“YOUR POEM WAS CONSIDERED to be one of the best in the poetry category,” the letter reads.
The words are sweet music to my writer’s soul.
“Your poem, along with several others, was sent to Poetry Judge Heid Erdrich,” the paragraph continues.
I am so excited I can hardly stand it. My poem has placed among the top seven in a state-wide contest that attracts a wide range of Minnesota poets, established and emerging.
Hit-and-Run, will publish in the Minnesota literary anthology, The Talking Stick, Volume Nineteen, produced by the Park Rapids-based Jackpine Writers’ Bloc, and tentatively subtitled Forgotten Roads.
No, I didn’t win the $500 first place prize or even the $100 second place prize. But I’ve received honorable mention, and that’s good enough for me.
“We had over 300 entries (in the categories of poetry, creative nonfiction and fiction) of exceptional quality and our decisions were difficult.”
The words resonate—a symphony chorus of praise.
To compete with so many other writers, and then to have my poem selected for prize consideration by award-winning, professional poet Erdrich, pleases me. A lot.
“A terrifying imagery/memory,” Erdrich evaluates. “Some of the lines do not strengthen the poem because they are so long.” Even though her brief comments are not entirely positive, I take them constructively. She, after all, has published three poetry collections.
Me? I’ve had five, soon-to-be eight, poems printed in publications. Read my April 21 blog post, I’m a poet and now I know it, for information about my other recent literary success.
Hit-and-Run, which will print in The Talking Stick, Volume Nineteen, is by far my most emotional, my most heart-wrenching, poem. I write about my initial reaction to the most terrifying day of my life, when my then-12-year-old son was struck by a hit-and-run driver on May 12, 2006.

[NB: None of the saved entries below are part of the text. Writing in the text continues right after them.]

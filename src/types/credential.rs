//! Credential Types
//!
//! Tagged credential variants for the three authentication strategies a
//! provider may use. Dispatch is exhaustive per variant, never stringly
//! typed.

use secrecy::{ExposeSecret, SecretString};
use std::sync::Arc;

/// Default header carrying the resolved token.
pub const DEFAULT_AUTH_HEADER: &str = "Authorization";

/// Default value prefix for token-type headers. Note the trailing space.
pub const DEFAULT_TOKEN_PREFIX: &str = "Bearer ";

/// Extracts a token from a parsed JSON login response.
///
/// The default extractor reads the top-level `token` field.
pub type TokenExtractor = Arc<dyn Fn(&serde_json::Value) -> Option<String> + Send + Sync>;

/// Where and how the resolved token lands in request headers.
#[derive(Clone, Debug)]
pub struct HeaderSpec {
    /// Target header name.
    pub name: String,
    /// Value prefix. An explicitly empty prefix means the raw token is
    /// used, e.g. for `X-API-KEY` style headers.
    pub prefix: String,
}

impl Default for HeaderSpec {
    fn default() -> Self {
        Self {
            name: DEFAULT_AUTH_HEADER.to_string(),
            prefix: DEFAULT_TOKEN_PREFIX.to_string(),
        }
    }
}

impl HeaderSpec {
    /// Header spec with a custom name and no prefix.
    pub fn raw(name: impl Into<String>) -> Self {
        Self {
            name: name.into(),
            prefix: String::new(),
        }
    }

    /// Render the header value for a token.
    pub fn render(&self, token: &str) -> String {
        if self.prefix.is_empty() {
            token.to_string()
        } else {
            format!("{}{}", self.prefix, token)
        }
    }
}

/// OAuth grant used for the initial token request.
#[derive(Clone, Copy, Debug, PartialEq, Eq)]
pub enum OAuthGrantType {
    ClientCredentials,
    Password,
}

impl OAuthGrantType {
    pub fn as_str(&self) -> &'static str {
        match self {
            Self::ClientCredentials => "client_credentials",
            Self::Password => "password",
        }
    }
}

/// A credential for one provider.
#[derive(Clone)]
pub enum Credential {
    /// Static API token; resolved locally, no network call.
    Token {
        token: SecretString,
        header: HeaderSpec,
    },
    /// Username/password login against a provider-specific endpoint that
    /// returns a session token in its JSON body.
    Password {
        username: String,
        password: SecretString,
        login_url: String,
        /// Pulls the token out of the login response. Defaults to the
        /// top-level `token` field when absent.
        token_extractor: Option<TokenExtractor>,
        header: HeaderSpec,
    },
    /// OAuth2 token endpoint (client-credentials or password grant).
    OAuth {
        client_id: String,
        client_secret: SecretString,
        token_url: String,
        grant_type: OAuthGrantType,
        scope: Option<String>,
        /// Resource-owner credentials for the password grant.
        username: Option<String>,
        password: Option<SecretString>,
        /// Grant type used for refresh-token exchange. When absent,
        /// expired sessions fall straight through to re-authentication.
        refresh_grant_type: Option<String>,
        header: HeaderSpec,
    },
}

impl Credential {
    /// Static token credential with default `Authorization: Bearer` placement.
    pub fn token(token: impl Into<String>) -> Self {
        Self::Token {
            token: SecretString::new(token.into()),
            header: HeaderSpec::default(),
        }
    }

    /// Static token credential with custom header placement.
    pub fn token_with_header(token: impl Into<String>, header: HeaderSpec) -> Self {
        Self::Token {
            token: SecretString::new(token.into()),
            header,
        }
    }

    /// Password credential with the default token extractor.
    pub fn password(
        username: impl Into<String>,
        password: impl Into<String>,
        login_url: impl Into<String>,
    ) -> Self {
        Self::Password {
            username: username.into(),
            password: SecretString::new(password.into()),
            login_url: login_url.into(),
            token_extractor: None,
            header: HeaderSpec::default(),
        }
    }

    /// Client-credentials OAuth credential.
    pub fn oauth_client_credentials(
        client_id: impl Into<String>,
        client_secret: impl Into<String>,
        token_url: impl Into<String>,
    ) -> Self {
        Self::OAuth {
            client_id: client_id.into(),
            client_secret: SecretString::new(client_secret.into()),
            token_url: token_url.into(),
            grant_type: OAuthGrantType::ClientCredentials,
            scope: None,
            username: None,
            password: None,
            refresh_grant_type: Some("refresh_token".to_string()),
            header: HeaderSpec::default(),
        }
    }

    /// Header placement for this credential's resolved token.
    pub fn header_spec(&self) -> &HeaderSpec {
        match self {
            Self::Token { header, .. }
            | Self::Password { header, .. }
            | Self::OAuth { header, .. } => header,
        }
    }
}

impl std::fmt::Debug for Credential {
    fn fmt(&self, f: &mut std::fmt::Formatter<'_>) -> std::fmt::Result {
        match self {
            Self::Token { header, .. } => f
                .debug_struct("Credential::Token")
                .field("token", &"[REDACTED]")
                .field("header", header)
                .finish(),
            Self::Password {
                username,
                login_url,
                header,
                ..
            } => f
                .debug_struct("Credential::Password")
                .field("username", username)
                .field("password", &"[REDACTED]")
                .field("login_url", login_url)
                .field("header", header)
                .finish(),
            Self::OAuth {
                client_id,
                token_url,
                grant_type,
                scope,
                username,
                refresh_grant_type,
                header,
                ..
            } => f
                .debug_struct("Credential::OAuth")
                .field("client_id", client_id)
                .field("client_secret", &"[REDACTED]")
                .field("token_url", token_url)
                .field("grant_type", grant_type)
                .field("scope", scope)
                .field("username", username)
                .field("refresh_grant_type", refresh_grant_type)
                .field("header", header)
                .finish(),
        }
    }
}

/// Expose a secret value for wire use (crate-internal).
pub(crate) fn expose(secret: &SecretString) -> &str {
    secret.expose_secret()
}

#[cfg(test)]
mod tests {
    use super::*;

    #[test]
    fn test_default_header_spec() {
        let spec = HeaderSpec::default();
        assert_eq!(spec.name, "Authorization");
        assert_eq!(spec.render("abc"), "Bearer abc");
    }

    #[test]
    fn test_empty_prefix_renders_raw_token() {
        let spec = HeaderSpec::raw("X-API-KEY");
        assert_eq!(spec.name, "X-API-KEY");
        assert_eq!(spec.render("abc"), "abc");
    }

    #[test]
    fn test_debug_redacts_secrets() {
        let cred = Credential::password("alice", "hunter2", "https://qtest.example/login");
        let rendered = format!("{:?}", cred);
        assert!(rendered.contains("[REDACTED]"));
        assert!(!rendered.contains("hunter2"));
    }

    #[test]
    fn test_grant_type_as_str() {
        assert_eq!(OAuthGrantType::ClientCredentials.as_str(), "client_credentials");
        assert_eq!(OAuthGrantType::Password.as_str(), "password");
    }
}
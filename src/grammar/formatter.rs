//! Post-processing for grammars that derive indentation-significant text.
//!
//! BNF cannot express indentation directly, so such grammars emit `{:` / `:}`
//! as block open/close markers and the literal two-character token `\n` as a
//! line break. A single left-to-right scan rewrites those markers into real
//! newlines with two spaces of indentation per nesting level. A close marker
//! dedents the line it terminates.

const INDENT_IN: &str = "{:";
const INDENT_OUT: &str = ":}";
const NEWLINE: &str = "\\n";
const INDENT: &str = "  ";

/// Escape sequences usable in rule bodies where the raw character would
/// collide with grammar syntax (`<`, `>`, `|`). Longest matches first.
const SUBSTITUTIONS: &[(&str, &str)] = &[
    ("\\le", "<="),
    ("\\ge", ">="),
    ("\\l", "<"),
    ("\\g", ">"),
    ("\\eb", "|"),
];

/// Applies substitutions and the indentation pass, dropping blank lines.
pub fn apply(raw: &str) -> String {
    let mut text = raw.to_string();
    for (from, to) in SUBSTITUTIONS {
        text = text.replace(from, to);
    }

    let mut lines: Vec<String> = Vec::new();
    let mut current = String::new();
    let mut marker_started = false;
    let mut level = 0usize;

    let mut i = 0;
    while i < text.len() {
        match text.get(i..i + 2) {
            Some(INDENT_IN) => {
                flush(&mut lines, &mut current, marker_started, level, false);
                level += 1;
                marker_started = true;
                i += 2;
            }
            Some(INDENT_OUT) => {
                level = level.saturating_sub(1);
                flush(&mut lines, &mut current, marker_started, level, true);
                marker_started = true;
                i += 2;
            }
            Some(NEWLINE) => {
                flush(&mut lines, &mut current, marker_started, level, false);
                marker_started = true;
                i += 2;
            }
            _ => {
                // UTF-8 safe single-character step.
                let ch = text[i..].chars().next().unwrap_or('\0');
                current.push(ch);
                i += ch.len_utf8().max(1);
            }
        }
    }
    flush(&mut lines, &mut current, marker_started, level, false);

    lines.join("\n")
}

/// Emits the pending line. Lines opened by a marker get their incidental
/// leading whitespace replaced by the indentation for `level`; lines closed
/// by `:}` are right-trimmed; blank lines are dropped.
fn flush(
    lines: &mut Vec<String>,
    current: &mut String,
    marker_started: bool,
    level: usize,
    trim_end: bool,
) {
    let mut line = std::mem::take(current);
    if trim_end {
        line.truncate(line.trim_end().len());
    }
    if marker_started {
        let body = line.trim_start();
        if body.is_empty() {
            return;
        }
        line = format!("{}{}", INDENT.repeat(level), body);
    } else if line.trim().is_empty() {
        return;
    }
    lines.push(line);
}

#[cfg(test)]
mod tests {
    use super::apply;

    #[test]
    fn reference_block_is_reproduced_byte_for_byte() {
        assert_eq!(apply("if x {: return 1\\nend :}"), "if x \n  return 1\nend");
    }

    #[test]
    fn comparison_escapes_are_substituted() {
        assert_eq!(apply("a \\le b"), "a <= b");
        assert_eq!(apply("a \\ge b"), "a >= b");
        assert_eq!(apply("a \\l b \\g c"), "a < b > c");
        assert_eq!(apply("x \\eb y"), "x | y");
    }

    #[test]
    fn nested_blocks_indent_two_spaces_per_level() {
        let out = apply("while a:{:\\nif b:{:\\nstop()\\n:}\\ndone()\\n:}");
        assert_eq!(out, "while a:\n  if b:\n    stop()\n  done()");
    }

    #[test]
    fn blank_lines_are_stripped() {
        assert_eq!(apply("a\\n\\n\\nb"), "a\nb");
        assert_eq!(apply("\\na"), "a");
    }

    #[test]
    fn text_without_markers_is_unchanged() {
        assert_eq!(apply("x + y * 2"), "x + y * 2");
    }

    #[test]
    fn unbalanced_close_markers_saturate_at_column_zero() {
        assert_eq!(apply("a:}b:}c"), "a\nb\nc");
    }
}
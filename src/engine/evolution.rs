use crate::config::traits::ConfigSection;
use crate::config::EvolutionConfig;
use crate::engine::individual::{Individual, INVALID_FITNESS};
use crate::engine::mapper::DerivationMapper;
use crate::engine::operators::{crossover, mutate, self_adapt_rates, tournament};
use crate::error::{GramevoError, Result};
use crate::grammar::Grammar;
use rand::rngs::StdRng;
use rand::{Rng, SeedableRng};

/// What the external evaluator returns for one phenotype: a scalar to
/// minimize plus an opaque structured payload kept on the individual.
#[derive(Debug, Clone)]
pub struct Evaluation {
    pub fitness: f64,
    pub info: serde_json::Value,
}

impl Evaluation {
    pub fn new(fitness: f64) -> Self {
        Self {
            fitness,
            info: serde_json::Value::Null,
        }
    }
}

/// External fitness contract. Lower fitness is better. Implementations that
/// can score a whole generation at once override `evaluate_batch`; a batch
/// result of the wrong length makes the engine fall back to `evaluate` for
/// that generation rather than abort.
pub trait FitnessEvaluator {
    fn evaluate(&mut self, phenotype: &str) -> Result<Evaluation>;

    /// `None` means batching is unsupported.
    fn evaluate_batch(&mut self, _phenotypes: &[String]) -> Option<Result<Vec<Evaluation>>> {
        None
    }
}

/// Hooks for external progress reporting and snapshot logging. The ranked
/// population handed to `on_generation_complete` is the per-generation
/// snapshot; the engine defines no artifact schema of its own.
pub trait ProgressCallback {
    fn on_generation_start(&mut self, _generation: usize) {}
    fn on_generation_complete(&mut self, _generation: usize, _population: &[Individual]) {}
    fn on_individual_evaluated(&mut self, _evaluated: usize, _total: usize) {}
}

/// Generational evolutionary engine over a shared read-only grammar.
///
/// Single-threaded and synchronous: the only blocking point is the external
/// evaluator. All randomness flows through one seeded `StdRng`, so a run is
/// reproducible given the same seed, grammar, and evaluator.
pub struct EvolutionEngine<'a> {
    grammar: &'a Grammar,
    config: EvolutionConfig,
    rng: StdRng,
}

impl<'a> EvolutionEngine<'a> {
    /// Validates the configuration and seeds the RNG. A missing seed is
    /// derived from the clock's sub-second microseconds and logged so the
    /// run can still be replayed.
    pub fn new(grammar: &'a Grammar, config: EvolutionConfig) -> Result<Self> {
        config.validate()?;
        let seed = config
            .seed
            .unwrap_or_else(|| u64::from(chrono::Utc::now().timestamp_subsec_micros()));
        log::info!("evolution rng seed: {seed}");
        Ok(Self {
            grammar,
            config,
            rng: StdRng::seed_from_u64(seed),
        })
    }

    pub fn config(&self) -> &EvolutionConfig {
        &self.config
    }

    /// Runs the full generational loop and returns the final population,
    /// ranked best-first.
    pub fn run<E, C>(&mut self, evaluator: &mut E, callback: &mut C) -> Result<Vec<Individual>>
    where
        E: FitnessEvaluator,
        C: ProgressCallback,
    {
        let mut population = self.initial_population()?;

        for generation in 0..self.config.generations {
            callback.on_generation_start(generation);
            self.evaluate_population(&mut population, evaluator, callback)?;
            rank(&mut population);
            callback.on_generation_complete(generation, &population);

            if generation + 1 < self.config.generations {
                population = self.reproduce(&population)?;
            }
        }

        Ok(population)
    }

    fn initial_population(&mut self) -> Result<Vec<Individual>> {
        (0..self.config.population_size)
            .map(|_| {
                let mut individual =
                    Individual::random(self.grammar, self.config.max_init_depth, &mut self.rng)?;
                if self.config.meta_mutation {
                    individual.mutation_rates =
                        Some(vec![self.config.prob_mutation; individual.genotype.len()]);
                }
                Ok(individual)
            })
            .collect()
    }

    /// Maps and scores every individual with pending fitness. Carried-over
    /// elites keep their fitness and are never re-evaluated. A failed batch
    /// degrades to sequential evaluation; a failed single evaluation marks
    /// that individual with the invalid sentinel instead of aborting.
    fn evaluate_population<E, C>(
        &mut self,
        population: &mut [Individual],
        evaluator: &mut E,
        callback: &mut C,
    ) -> Result<()>
    where
        E: FitnessEvaluator,
        C: ProgressCallback,
    {
        let mapper = DerivationMapper::new(self.grammar, self.config.max_tree_depth);

        let mut pending = Vec::new();
        for (index, individual) in population.iter_mut().enumerate() {
            if !individual.needs_evaluation() {
                continue;
            }
            let mut cursors = vec![0; individual.genotype.len()];
            let (phenotype, tree_depth) =
                mapper.map(&mut individual.genotype, &mut cursors, &mut self.rng)?;
            individual.phenotype = Some(phenotype);
            individual.tree_depth = tree_depth;
            individual.mapping_values = cursors;
            pending.push(index);
        }
        if pending.is_empty() {
            return Ok(());
        }

        let phenotypes: Vec<String> = pending
            .iter()
            .map(|&index| population[index].phenotype.clone().unwrap_or_default())
            .collect();

        if let Some(batch) = evaluator.evaluate_batch(&phenotypes) {
            match batch {
                Ok(results) if results.len() == pending.len() => {
                    for (n, (&index, result)) in pending.iter().zip(results).enumerate() {
                        population[index].fitness = Some(result.fitness);
                        population[index].other_info = result.info;
                        callback.on_individual_evaluated(n + 1, pending.len());
                    }
                    return Ok(());
                }
                Ok(results) => {
                    let mismatch = GramevoError::BatchFormat {
                        expected: pending.len(),
                        actual: results.len(),
                    };
                    log::warn!("{mismatch}; falling back to sequential evaluation");
                }
                Err(error) => {
                    log::warn!("batch evaluation failed: {error}; falling back to sequential");
                }
            }
        }

        for (n, (&index, phenotype)) in pending.iter().zip(&phenotypes).enumerate() {
            match evaluator.evaluate(phenotype) {
                Ok(result) => {
                    population[index].fitness = Some(result.fitness);
                    population[index].other_info = result.info;
                }
                Err(error) => {
                    log::warn!("evaluation failed for individual {index}: {error}");
                    population[index].fitness = Some(INVALID_FITNESS);
                    population[index].other_info = serde_json::Value::Null;
                }
            }
            callback.on_individual_evaluated(n + 1, pending.len());
        }
        Ok(())
    }

    /// Elites pass through unchanged; the rest of the next generation comes
    /// from tournament-selected parents, crossed over with probability
    /// `prob_crossover` or cloned otherwise, then mutated.
    fn reproduce(&mut self, population: &[Individual]) -> Result<Vec<Individual>> {
        let mapper = DerivationMapper::new(self.grammar, self.config.max_tree_depth);
        let mut next: Vec<Individual> = population
            .iter()
            .take(self.config.elitism)
            .cloned()
            .collect();

        while next.len() < self.config.population_size {
            let mut offspring = if self.rng.gen::<f64>() < self.config.prob_crossover {
                let first = tournament(population, self.config.tournament_size, &mut self.rng)?;
                let second = tournament(population, self.config.tournament_size, &mut self.rng)?;
                crossover(&first, &second, &mapper, &mut self.rng)?
            } else {
                tournament(population, self.config.tournament_size, &mut self.rng)?
            };

            if self.config.meta_mutation {
                if offspring.mutation_rates.is_none() {
                    offspring.mutation_rates =
                        Some(vec![self.config.prob_mutation; offspring.genotype.len()]);
                }
                self_adapt_rates(&mut offspring, self.config.meta_mutation_sigma, &mut self.rng);
            }
            mutate(
                &mut offspring,
                self.config.prob_mutation,
                self.grammar,
                self.config.max_tree_depth,
                self.config.depth_limit_policy,
                &mut self.rng,
            );
            next.push(offspring);
        }
        Ok(next)
    }
}

/// Stable ascending sort by fitness; minimization, unevaluated last.
fn rank(population: &mut [Individual]) {
    population.sort_by(|a, b| {
        a.fitness_or_invalid()
            .partial_cmp(&b.fitness_or_invalid())
            .unwrap_or(std::cmp::Ordering::Equal)
    });
}

#[cfg(test)]
mod tests {
    use super::*;
    use crate::engine::operators::DepthLimitPolicy;

    fn grammar() -> Grammar {
        Grammar::parse(
            "<string> ::= <char><string> | <char>\n<char> ::= a | b",
            false,
        )
        .unwrap()
    }

    fn config() -> EvolutionConfig {
        EvolutionConfig {
            population_size: 12,
            generations: 4,
            elitism: 2,
            prob_crossover: 0.9,
            prob_mutation: 0.2,
            tournament_size: 3,
            seed: Some(2024),
            max_init_depth: 4,
            max_tree_depth: 8,
            depth_limit_policy: DepthLimitPolicy::NonRecursive,
            meta_mutation: false,
            meta_mutation_sigma: 0.05,
        }
    }

    /// Minimizes the distance to a run of five 'a's.
    struct CountA;

    impl FitnessEvaluator for CountA {
        fn evaluate(&mut self, phenotype: &str) -> Result<Evaluation> {
            let a = phenotype.chars().filter(|c| *c == 'a').count() as f64;
            Ok(Evaluation::new((5.0 - a).abs() + phenotype.len() as f64 * 0.01))
        }
    }

    struct Noop;
    impl ProgressCallback for Noop {}

    #[test]
    fn seeded_runs_are_reproducible() {
        let grammar = grammar();
        let first = EvolutionEngine::new(&grammar, config())
            .unwrap()
            .run(&mut CountA, &mut Noop)
            .unwrap();
        let second = EvolutionEngine::new(&grammar, config())
            .unwrap()
            .run(&mut CountA, &mut Noop)
            .unwrap();

        assert_eq!(first.len(), second.len());
        for (a, b) in first.iter().zip(&second) {
            assert_eq!(a.fitness, b.fitness);
            assert_eq!(a.phenotype, b.phenotype);
            assert_eq!(a.genotype, b.genotype);
        }
    }

    #[test]
    fn final_population_is_ranked_and_evaluated() {
        let grammar = grammar();
        let population = EvolutionEngine::new(&grammar, config())
            .unwrap()
            .run(&mut CountA, &mut Noop)
            .unwrap();

        assert_eq!(population.len(), 12);
        let mut previous = f64::NEG_INFINITY;
        for individual in &population {
            let fitness = individual.fitness.expect("individual left unevaluated");
            assert!(fitness >= previous);
            previous = fitness;
        }
    }

    #[test]
    fn evaluator_errors_become_invalid_sentinels() {
        struct AlwaysFails;
        impl FitnessEvaluator for AlwaysFails {
            fn evaluate(&mut self, _phenotype: &str) -> Result<Evaluation> {
                Err(GramevoError::Evaluation("simulator crashed".to_string()))
            }
        }

        let grammar = grammar();
        let population = EvolutionEngine::new(&grammar, config())
            .unwrap()
            .run(&mut AlwaysFails, &mut Noop)
            .unwrap();
        for individual in &population {
            assert_eq!(individual.fitness, Some(INVALID_FITNESS));
        }
    }

    #[test]
    fn meta_mutation_populates_and_adapts_rate_vectors() {
        let grammar = grammar();
        let mut cfg = config();
        cfg.meta_mutation = true;
        let population = EvolutionEngine::new(&grammar, cfg)
            .unwrap()
            .run(&mut CountA, &mut Noop)
            .unwrap();
        for individual in &population {
            let rates = individual
                .mutation_rates
                .as_ref()
                .expect("meta-mutation rates missing");
            assert_eq!(rates.len(), grammar.non_terminal_count());
        }
    }
}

Apparently the deep-felt emotions in that poem resonated with the Jackpine Writers’ Bloc editorial team. Those writers selected the poems to be published and chose the top several to pass along to celebrity poetry judge Erdrich for prize consideration.
I am grateful to editors Sharon Harris and Tarah L. Wolff for their dedication to The Talking Stick. Without their passion and commitment to this project, fledging poets like me—yes, I believe I can now officially call myself a “poet”—would not have such opportunities.
Readers, please support home-grown literary endeavors by purchasing books like The Talking Stick. The newest volume should be completed in August, just in time for a book release party tentatively slated for September 18 in Park Rapids.